A complete set of multiple-choice questions about kinematics appearing in the AP Physics 1 exam is gathered here. For each section of kinematics, you can find here an answered multiple-choice question.

## AP Physics Kinematics Practice Problems

Problem (1): The position vs. time graph for a moving object along the $x$ axis is shown in the figure below. Which of the following graphs is the corresponding velocity vs. time graph? Solution: You can see similar questions to this one in all AP Physics kinematics practice problems, so we examine this more accurately.

The motion consists of three parts: two curves and one straight line.

The slope of a tangent line at each point of an $x-t$ curve gives the velocity of the object. Slopes with an acute angle ($\alpha<90^\circ$) indicate a positive velocity, and slopes with an obtuse angle ($\alpha>90^\circ$) show a negative velocity. Notice that these angles are measured relative to the positive $x$-axis.

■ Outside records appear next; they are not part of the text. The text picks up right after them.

use std::time::Duration;

use slime_defence_core::{Command, EnemyId, Event, Outcome};
use slime_defence_system_wave_scheduler::{
    WaveDefinition, WavePhase, WaveSchedule, WaveScheduler,
};
use slime_defence_world::{self as world, World};

fn tick(scheduler: &mut WaveScheduler, millis: u64) -> Vec<Command> {
    let mut commands = Vec::new();
    scheduler.handle(
        &[Event::TimeAdvanced {
            dt: Duration::from_millis(millis),
        }],
        &mut commands,
    );
    commands
}

fn feed(scheduler: &mut WaveScheduler, events: &[Event]) -> Vec<Command> {
    let mut commands = Vec::new();
    scheduler.handle(events, &mut commands);
    commands
}

fn spawn_command() -> Command {
    Command::SpawnEnemy {
        archetype: "slime".to_owned(),
        path: None,
    }
}

fn spawned(id: u32) -> Event {
    Event::EnemySpawned {
        enemy: EnemyId::new(id),
        archetype: "slime".to_owned(),
        path: "main".to_owned(),
    }
}

#[test]
fn first_spawn_follows_the_start_delay() {
    let mut scheduler = WaveScheduler::new(WaveSchedule::new(vec![WaveDefinition::new(
        "slime", 2, 1.0, 2.0,
    )]));

    let started = feed(&mut scheduler, &[Event::GameStarted]);
    assert_eq!(started, vec![Command::SetCurrentWave { wave: 1 }]);
    assert_eq!(scheduler.phase(), WavePhase::WaitingToStart);

    assert!(tick(&mut scheduler, 1000).is_empty());
    assert!(tick(&mut scheduler, 1000).is_empty());
    assert_eq!(scheduler.phase(), WavePhase::Spawning);

    assert_eq!(tick(&mut scheduler, 500), vec![spawn_command()]);
    assert!(tick(&mut scheduler, 500).is_empty());
    assert_eq!(tick(&mut scheduler, 500), vec![spawn_command()]);
    assert!(tick(&mut scheduler, 5000).is_empty(), "wave exhausted");
    assert_eq!(scheduler.remaining_to_spawn(), 0);
    assert_eq!(scheduler.alive(), 2);
}

#[test]
fn at_most_one_spawn_per_tick() {
    let mut scheduler = WaveScheduler::new(WaveSchedule::new(vec![WaveDefinition::new(
        "slime", 5, 0.5, 0.0,
    )]));
    let _ = feed(&mut scheduler, &[Event::GameStarted]);
    assert!(tick(&mut scheduler, 16).is_empty());

    assert_eq!(tick(&mut scheduler, 10_000), vec![spawn_command()]);
    assert_eq!(tick(&mut scheduler, 10_000), vec![spawn_command()]);
    assert_eq!(scheduler.remaining_to_spawn(), 3);
}

#[test]
fn finite_schedule_ends_in_victory_once_enemies_are_gone() {
    let mut scheduler = WaveScheduler::new(WaveSchedule::new(vec![WaveDefinition::new(
        "slime", 2, 1.0, 0.0,
    )]));
    let _ = feed(&mut scheduler, &[Event::GameStarted]);
    let _ = tick(&mut scheduler, 100);
    assert_eq!(tick(&mut scheduler, 100), vec![spawn_command()]);
    let _ = feed(&mut scheduler, &[spawned(0)]);
    assert_eq!(tick(&mut scheduler, 1000), vec![spawn_command()]);
    let _ = feed(&mut scheduler, &[spawned(1)]);
    assert_eq!(scheduler.status(), "Wave 1: 2 alive, 0 to spawn");

    let _ = feed(
        &mut scheduler,
        &[
            Event::EnemyDied {
                enemy: EnemyId::new(0),
            },
            Event::EnemyDespawned {
                enemy: EnemyId::new(1),
            },
        ],
    );
    assert_eq!(scheduler.phase(), WavePhase::WaveCleared);

    assert_eq!(
        tick(&mut scheduler, 16),
        vec![Command::EndGame {
            outcome: Outcome::Victory
        }]
    );
    assert!(!scheduler.is_active());
}

#[test]
fn each_enemy_is_counted_once() {
    let mut scheduler = WaveScheduler::new(WaveSchedule::new(vec![WaveDefinition::new(
        "slime", 2, 0.5, 0.0,
    )]));
    let _ = feed(&mut scheduler, &[Event::GameStarted]);
    let _ = tick(&mut scheduler, 100);
    let _ = tick(&mut scheduler, 100);
    let _ = feed(&mut scheduler, &[spawned(4)]);

    let enemy = EnemyId::new(4);
    let _ = feed(
        &mut scheduler,
        &[
            Event::EnemyReachedEnd { enemy },
            Event::EnemyDied { enemy },
            Event::EnemyDespawned { enemy },
            Event::EnemyDied {
                enemy: EnemyId::new(99),
            },
        ],
    );
    assert_eq!(scheduler.alive(), 1);
}

#[test]
fn repeating_schedule_grows_past_the_end() {
    let mut schedule =
        WaveSchedule::new(vec![WaveDefinition::new("orc", 2, 1.0, 0.0)]).repeating();
    schedule.growth = 2.0;
    let mut scheduler = WaveScheduler::new(schedule);

    let _ = feed(&mut scheduler, &[Event::GameStarted]);
    assert_eq!(scheduler.alive(), 2);

    scheduler.skip();
    assert_eq!(scheduler.status(), "Wave 1: 0 alive, 0 to spawn");
    let _ = tick(&mut scheduler, 16);
    assert_eq!(scheduler.phase(), WavePhase::WaveCleared);
    assert_eq!(
        tick(&mut scheduler, 16),
        vec![Command::SetCurrentWave { wave: 2 }]
    );
    assert_eq!(scheduler.remaining_to_spawn(), 4);

    scheduler.skip();
    let _ = tick(&mut scheduler, 16);
    let _ = tick(&mut scheduler, 16);
    assert_eq!(scheduler.wave_number(), 3);
    assert_eq!(scheduler.remaining_to_spawn(), 8);
}

#[test]
fn empty_schedule_wins_immediately() {
    let mut scheduler = WaveScheduler::new(WaveSchedule::new(Vec::new()));
    let commands = feed(&mut scheduler, &[Event::GameStarted]);
    assert_eq!(
        commands,
        vec![Command::EndGame {
            outcome: Outcome::Victory
        }]
    );
}

#[test]
fn stop_resets_progress() {
    let mut scheduler = WaveScheduler::default();
    assert_eq!(scheduler.status(), "No wave started");

    let _ = feed(&mut scheduler, &[Event::GameStarted]);
    assert_eq!(scheduler.status(), "Wave 1: 5 alive, 5 to spawn");

    let _ = feed(
        &mut scheduler,
        &[Event::GameEnded {
            outcome: Outcome::Defeat,
        }],
    );
    assert_eq!(scheduler.status(), "No wave started");
    assert!(tick(&mut scheduler, 10_000).is_empty());
}

#[test]
fn rejected_spawns_leave_the_wave() {
    let mut world = World::new();
    let mut scheduler = WaveScheduler::new(WaveSchedule::new(vec![WaveDefinition::new(
        "slime", 1, 1.0, 0.0,
    )]));

    let mut events = Vec::new();
    world::apply(&mut world, Command::StartGame, &mut events);
    let _ = feed(&mut scheduler, &events);
    let _ = tick(&mut scheduler, 100);
    let commands = tick(&mut scheduler, 100);
    assert_eq!(commands, vec![spawn_command()]);

    events.clear();
    for command in commands {
        world::apply(&mut world, command, &mut events);
    }
    assert!(matches!(events[0], Event::SpawnRejected { .. }));
    let _ = feed(&mut scheduler, &events);
    assert_eq!(scheduler.alive(), 0);
    assert_eq!(scheduler.phase(), WavePhase::WaveCleared);

    assert_eq!(
        tick(&mut scheduler, 100),
        vec![Command::EndGame {
            outcome: Outcome::Victory
        }]
    );
}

In the first part (the blue curve), the slope at the starting point, which represents the initial velocity $v_0$, has an acute angle, indicating $v_0>0$. Throughout this time interval, all slopes have acute angles and are decreasing, suggesting that velocities are negative and decreasing in magnitude.

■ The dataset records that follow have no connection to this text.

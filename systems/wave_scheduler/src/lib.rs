#![deny(
    unsafe_code,
    missing_docs,
    dead_code,
    unused_results,
    non_snake_case,
    unreachable_pub
)]

//! Wave scheduler that sequences timed enemy spawns across ordered waves.

use std::{collections::BTreeSet, time::Duration};

use serde::{Deserialize, Serialize};
use slime_defence_core::{Command, EnemyId, Event, Outcome};
use tracing::{debug, info, warn};

const FALLBACK_ARCHETYPE: &str = "slime";
const FALLBACK_COUNT: u32 = 5;
const FALLBACK_SPAWN_INTERVAL: f32 = 1.0;

/// A timed batch of enemies of one archetype.
#[derive(Clone, Debug, PartialEq, Serialize, Deserialize)]
pub struct WaveDefinition {
    /// Archetype requested for every spawn of the wave.
    pub archetype: String,
    /// Number of enemies the wave spawns.
    pub count: u32,
    /// Seconds between consecutive spawns.
    pub spawn_interval: f32,
    /// Seconds to wait before the first spawn.
    #[serde(default)]
    pub start_delay: f32,
}

impl WaveDefinition {
    /// Creates a wave definition.
    #[must_use]
    pub fn new(
        archetype: impl Into<String>,
        count: u32,
        spawn_interval: f32,
        start_delay: f32,
    ) -> Self {
        Self {
            archetype: archetype.into(),
            count,
            spawn_interval,
            start_delay,
        }
    }

    fn fallback() -> Self {
        Self::new(FALLBACK_ARCHETYPE, FALLBACK_COUNT, FALLBACK_SPAWN_INTERVAL, 0.0)
    }
}

/// Ordered list of waves plus the rules for playing past its end.
#[derive(Clone, Debug, PartialEq, Serialize, Deserialize)]
#[serde(default)]
pub struct WaveSchedule {
    /// Waves in play order.
    pub waves: Vec<WaveDefinition>,
    /// Keeps replaying the last wave with a growing count instead of ending in victory.
    pub repeat_last: bool,
    /// Count multiplier applied per wave past the end of a repeating schedule.
    pub growth: f32,
    /// Lower bound applied to every spawn interval, in seconds.
    pub min_spawn_interval: f32,
}

impl Default for WaveSchedule {
    fn default() -> Self {
        let waves = [(5, 1.0), (8, 0.8), (10, 0.7), (15, 0.6), (20, 0.5)]
            .into_iter()
            .map(|(count, interval)| WaveDefinition::new("slime", count, interval, 2.0))
            .collect();

        Self {
            waves,
            repeat_last: false,
            growth: 1.1,
            min_spawn_interval: 0.5,
        }
    }
}

impl WaveSchedule {
    /// Creates a non-repeating schedule with default growth and interval floor.
    #[must_use]
    pub fn new(waves: Vec<WaveDefinition>) -> Self {
        Self {
            waves,
            ..Self::default()
        }
    }

    /// Switches the schedule to replay its last wave indefinitely.
    #[must_use]
    pub fn repeating(mut self) -> Self {
        self.repeat_last = true;
        self
    }

    /// Number of waves defined explicitly.
    #[must_use]
    pub fn len(&self) -> usize {
        self.waves.len()
    }

    /// Reports whether no wave is defined.
    #[must_use]
    pub fn is_empty(&self) -> bool {
        self.waves.is_empty()
    }

    /// Resolves the 1-based wave number to its definition and enemy count.
    ///
    /// Waves past the end of a repeating schedule reuse the last definition with
    /// the count scaled by `growth^(wave - len)`. Unknown waves fall back to a
    /// small slime wave.
    #[must_use]
    pub fn resolve(&self, wave: u32) -> (WaveDefinition, u32) {
        let index = usize::try_from(wave).unwrap_or(usize::MAX).saturating_sub(1);
        if wave > 0 {
            if let Some(definition) = self.waves.get(index) {
                return (definition.clone(), definition.count);
            }
        }

        if self.repeat_last && wave > 0 {
            if let Some(last) = self.waves.last() {
                let past_end = u32::try_from(self.waves.len())
                    .map_or(0, |len| wave.saturating_sub(len));
                return (last.clone(), scaled_count(last.count, self.growth, past_end));
            }
        }

        warn!(wave, "wave is not defined, falling back to the default wave");
        let fallback = WaveDefinition::fallback();
        let count = fallback.count;
        (fallback, count)
    }

    fn spawn_interval(&self, definition: &WaveDefinition) -> Duration {
        seconds(definition.spawn_interval.max(self.min_spawn_interval))
    }
}

/// Count of a repeated wave: `round(count * growth^waves_past_end)`.
#[must_use]
pub fn scaled_count(count: u32, growth: f32, waves_past_end: u32) -> u32 {
    let factor = f64::from(growth).powf(f64::from(waves_past_end));
    let scaled = (f64::from(count) * factor).round();
    // Float-to-int casts saturate and map NaN to zero.
    scaled as u32
}

fn seconds(value: f32) -> Duration {
    Duration::try_from_secs_f32(value.max(0.0)).unwrap_or(Duration::ZERO)
}

/// Coarse state of the scheduler.
#[derive(Clone, Copy, Debug, PartialEq, Eq)]
pub enum WavePhase {
    /// No wave is running.
    Idle,
    /// The current wave's start delay is counting down.
    WaitingToStart,
    /// Enemies of the current wave are being spawned or are still alive.
    Spawning,
    /// Every enemy of the current wave is gone; the next tick advances.
    WaveCleared,
}

/// Pure system that emits wave progression and spawn commands.
#[derive(Debug)]
pub struct WaveScheduler {
    schedule: WaveSchedule,
    phase: WavePhase,
    wave_number: u32,
    current: Option<WaveDefinition>,
    spawn_interval: Duration,
    countdown: Duration,
    remaining_to_spawn: u32,
    alive: u32,
    pending_spawns: u32,
    tracked: BTreeSet<EnemyId>,
}

impl WaveScheduler {
    /// Creates an idle scheduler for the provided schedule.
    #[must_use]
    pub fn new(schedule: WaveSchedule) -> Self {
        Self {
            schedule,
            phase: WavePhase::Idle,
            wave_number: 0,
            current: None,
            spawn_interval: Duration::ZERO,
            countdown: Duration::ZERO,
            remaining_to_spawn: 0,
            alive: 0,
            pending_spawns: 0,
            tracked: BTreeSet::new(),
        }
    }

    /// Replaces the schedule. Takes effect from the next selected wave.
    pub fn set_schedule(&mut self, schedule: WaveSchedule) {
        info!(waves = schedule.len(), "wave schedule replaced");
        self.schedule = schedule;
    }

    /// Schedule the scheduler plays.
    #[must_use]
    pub fn schedule(&self) -> &WaveSchedule {
        &self.schedule
    }

    /// Consumes world events and emits the commands they trigger.
    pub fn handle(&mut self, events: &[Event], out: &mut Vec<Command>) {
        for event in events {
            match event {
                Event::GameStarted => self.start(out),
                Event::GameEnded { .. } => self.stop(),
                Event::EnemySpawned { enemy, .. } => {
                    if self.pending_spawns > 0 {
                        self.pending_spawns -= 1;
                        let _ = self.tracked.insert(*enemy);
                    }
                }
                Event::SpawnRejected { archetype, reason } => {
                    if self.pending_spawns > 0 {
                        self.pending_spawns -= 1;
                        self.alive = self.alive.saturating_sub(1);
                        warn!(
                            wave = self.wave_number,
                            archetype = %archetype,
                            ?reason,
                            "wave spawn failed, enemy dropped from the wave"
                        );
                    }
                }
                Event::EnemyDied { enemy } | Event::EnemyDespawned { enemy } => {
                    if self.tracked.remove(enemy) {
                        self.alive = self.alive.saturating_sub(1);
                        debug!(wave = self.wave_number, alive = self.alive, "wave enemy gone");
                    }
                }
                Event::TimeAdvanced { dt } => self.advance(*dt, out),
                _ => {}
            }
            self.mark_cleared();
        }
    }

    /// Resets the wave number and begins the first wave.
    pub fn start(&mut self, out: &mut Vec<Command>) {
        self.reset_counters();
        self.wave_number = 0;
        info!("wave progression started");
        self.start_next_wave(out);
    }

    /// Deactivates the scheduler and zeroes every counter.
    pub fn stop(&mut self) {
        if self.phase != WavePhase::Idle {
            info!(wave = self.wave_number, "wave progression stopped");
        }
        self.reset_counters();
        self.wave_number = 0;
    }

    /// Forgets the current wave's enemies so it clears on the next evaluation.
    pub fn skip(&mut self) {
        if self.phase == WavePhase::Idle {
            return;
        }

        info!(wave = self.wave_number, "skipping to the next wave");
        self.remaining_to_spawn = 0;
        self.alive = 0;
        self.tracked.clear();
        self.mark_cleared();
    }

    /// Human-readable progress summary.
    #[must_use]
    pub fn status(&self) -> String {
        if self.wave_number == 0 {
            return "No wave started".to_owned();
        }

        format!(
            "Wave {}: {} alive, {} to spawn",
            self.wave_number, self.alive, self.remaining_to_spawn
        )
    }

    /// Current phase.
    #[must_use]
    pub fn phase(&self) -> WavePhase {
        self.phase
    }

    /// Reports whether a wave is in progress.
    #[must_use]
    pub fn is_active(&self) -> bool {
        self.phase != WavePhase::Idle
    }

    /// 1-based number of the current wave, zero before the first.
    #[must_use]
    pub fn wave_number(&self) -> u32 {
        self.wave_number
    }

    /// Enemies of the current wave that are not gone yet, spawned or not.
    #[must_use]
    pub fn alive(&self) -> u32 {
        self.alive
    }

    /// Enemies of the current wave that still have to be spawned.
    #[must_use]
    pub fn remaining_to_spawn(&self) -> u32 {
        self.remaining_to_spawn
    }

    fn reset_counters(&mut self) {
        self.phase = WavePhase::Idle;
        self.current = None;
        self.spawn_interval = Duration::ZERO;
        self.countdown = Duration::ZERO;
        self.remaining_to_spawn = 0;
        self.alive = 0;
        self.pending_spawns = 0;
        self.tracked.clear();
    }

    fn start_next_wave(&mut self, out: &mut Vec<Command>) {
        self.wave_number = self.wave_number.saturating_add(1);
        let wave = self.wave_number;
        let exhausted =
            usize::try_from(wave).map_or(true, |index| index > self.schedule.len());

        if !self.schedule.repeat_last && exhausted {
            info!(wave, "all waves completed");
            self.declare_victory(out);
            return;
        }

        out.push(Command::SetCurrentWave { wave });

        let (definition, count) = self.schedule.resolve(wave);
        self.spawn_interval = self.schedule.spawn_interval(&definition);
        self.countdown = seconds(definition.start_delay);
        self.remaining_to_spawn = count;
        self.alive = count;
        self.pending_spawns = 0;
        self.tracked.clear();
        self.phase = WavePhase::WaitingToStart;
        info!(
            wave,
            archetype = %definition.archetype,
            count,
            start_delay = definition.start_delay,
            "next wave scheduled"
        );
        self.current = Some(definition);
    }

    fn finish_current_wave(&mut self, out: &mut Vec<Command>) {
        info!(wave = self.wave_number, "wave cleared");
        let last_defined = usize::try_from(self.wave_number)
            .map_or(true, |index| index >= self.schedule.len());

        if !self.schedule.repeat_last && last_defined {
            self.declare_victory(out);
            return;
        }

        self.start_next_wave(out);
    }

    fn declare_victory(&mut self, out: &mut Vec<Command>) {
        out.push(Command::EndGame {
            outcome: Outcome::Victory,
        });
        self.reset_counters();
    }

    fn advance(&mut self, dt: Duration, out: &mut Vec<Command>) {
        match self.phase {
            WavePhase::Idle => {}
            WavePhase::WaitingToStart => {
                self.countdown = self.countdown.saturating_sub(dt);
                if self.countdown.is_zero() {
                    self.phase = WavePhase::Spawning;
                    info!(wave = self.wave_number, "wave spawning");
                }
            }
            WavePhase::Spawning => {
                if self.remaining_to_spawn > 0 {
                    self.countdown = self.countdown.saturating_sub(dt);
                    if self.countdown.is_zero() {
                        self.spawn(out);
                        self.countdown = self.spawn_interval;
                    }
                } else if self.alive == 0 {
                    self.finish_current_wave(out);
                }
            }
            WavePhase::WaveCleared => self.finish_current_wave(out),
        }
    }

    fn spawn(&mut self, out: &mut Vec<Command>) {
        let Some(definition) = &self.current else {
            return;
        };

        self.remaining_to_spawn -= 1;
        self.pending_spawns = self.pending_spawns.saturating_add(1);
        debug!(
            wave = self.wave_number,
            remaining = self.remaining_to_spawn,
            "requesting wave spawn"
        );
        out.push(Command::SpawnEnemy {
            archetype: definition.archetype.clone(),
            path: None,
        });
    }

    fn mark_cleared(&mut self) {
        if self.phase == WavePhase::Spawning && self.remaining_to_spawn == 0 && self.alive == 0 {
            self.phase = WavePhase::WaveCleared;
        }
    }
}

impl Default for WaveScheduler {
    fn default() -> Self {
        Self::new(WaveSchedule::default())
    }
}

The middle part (the red straight line) has a constant slope in its time interval, indicating that the velocity must be constant during this time interval. The object continues to move at the same velocity as in the last second of the previous part.

The final part (the red curve) also has positive slopes but increases in angles, implying that all velocities are increasing in magnitude and positive as well.

Based on these explanations, it can be concluded that option (d) is correct. Hence, the correct answer is (d).

Problem (2): The velocity-versus-time graph of a moving object is shown in the figure below. Over time, which of the following is correct? (a) the velocity and acceleration are increasing.
(b) the velocity and acceleration are decreasing.
(c) the velocity increases but the acceleration decreases.
(d) the velocity decreases but the acceleration increases.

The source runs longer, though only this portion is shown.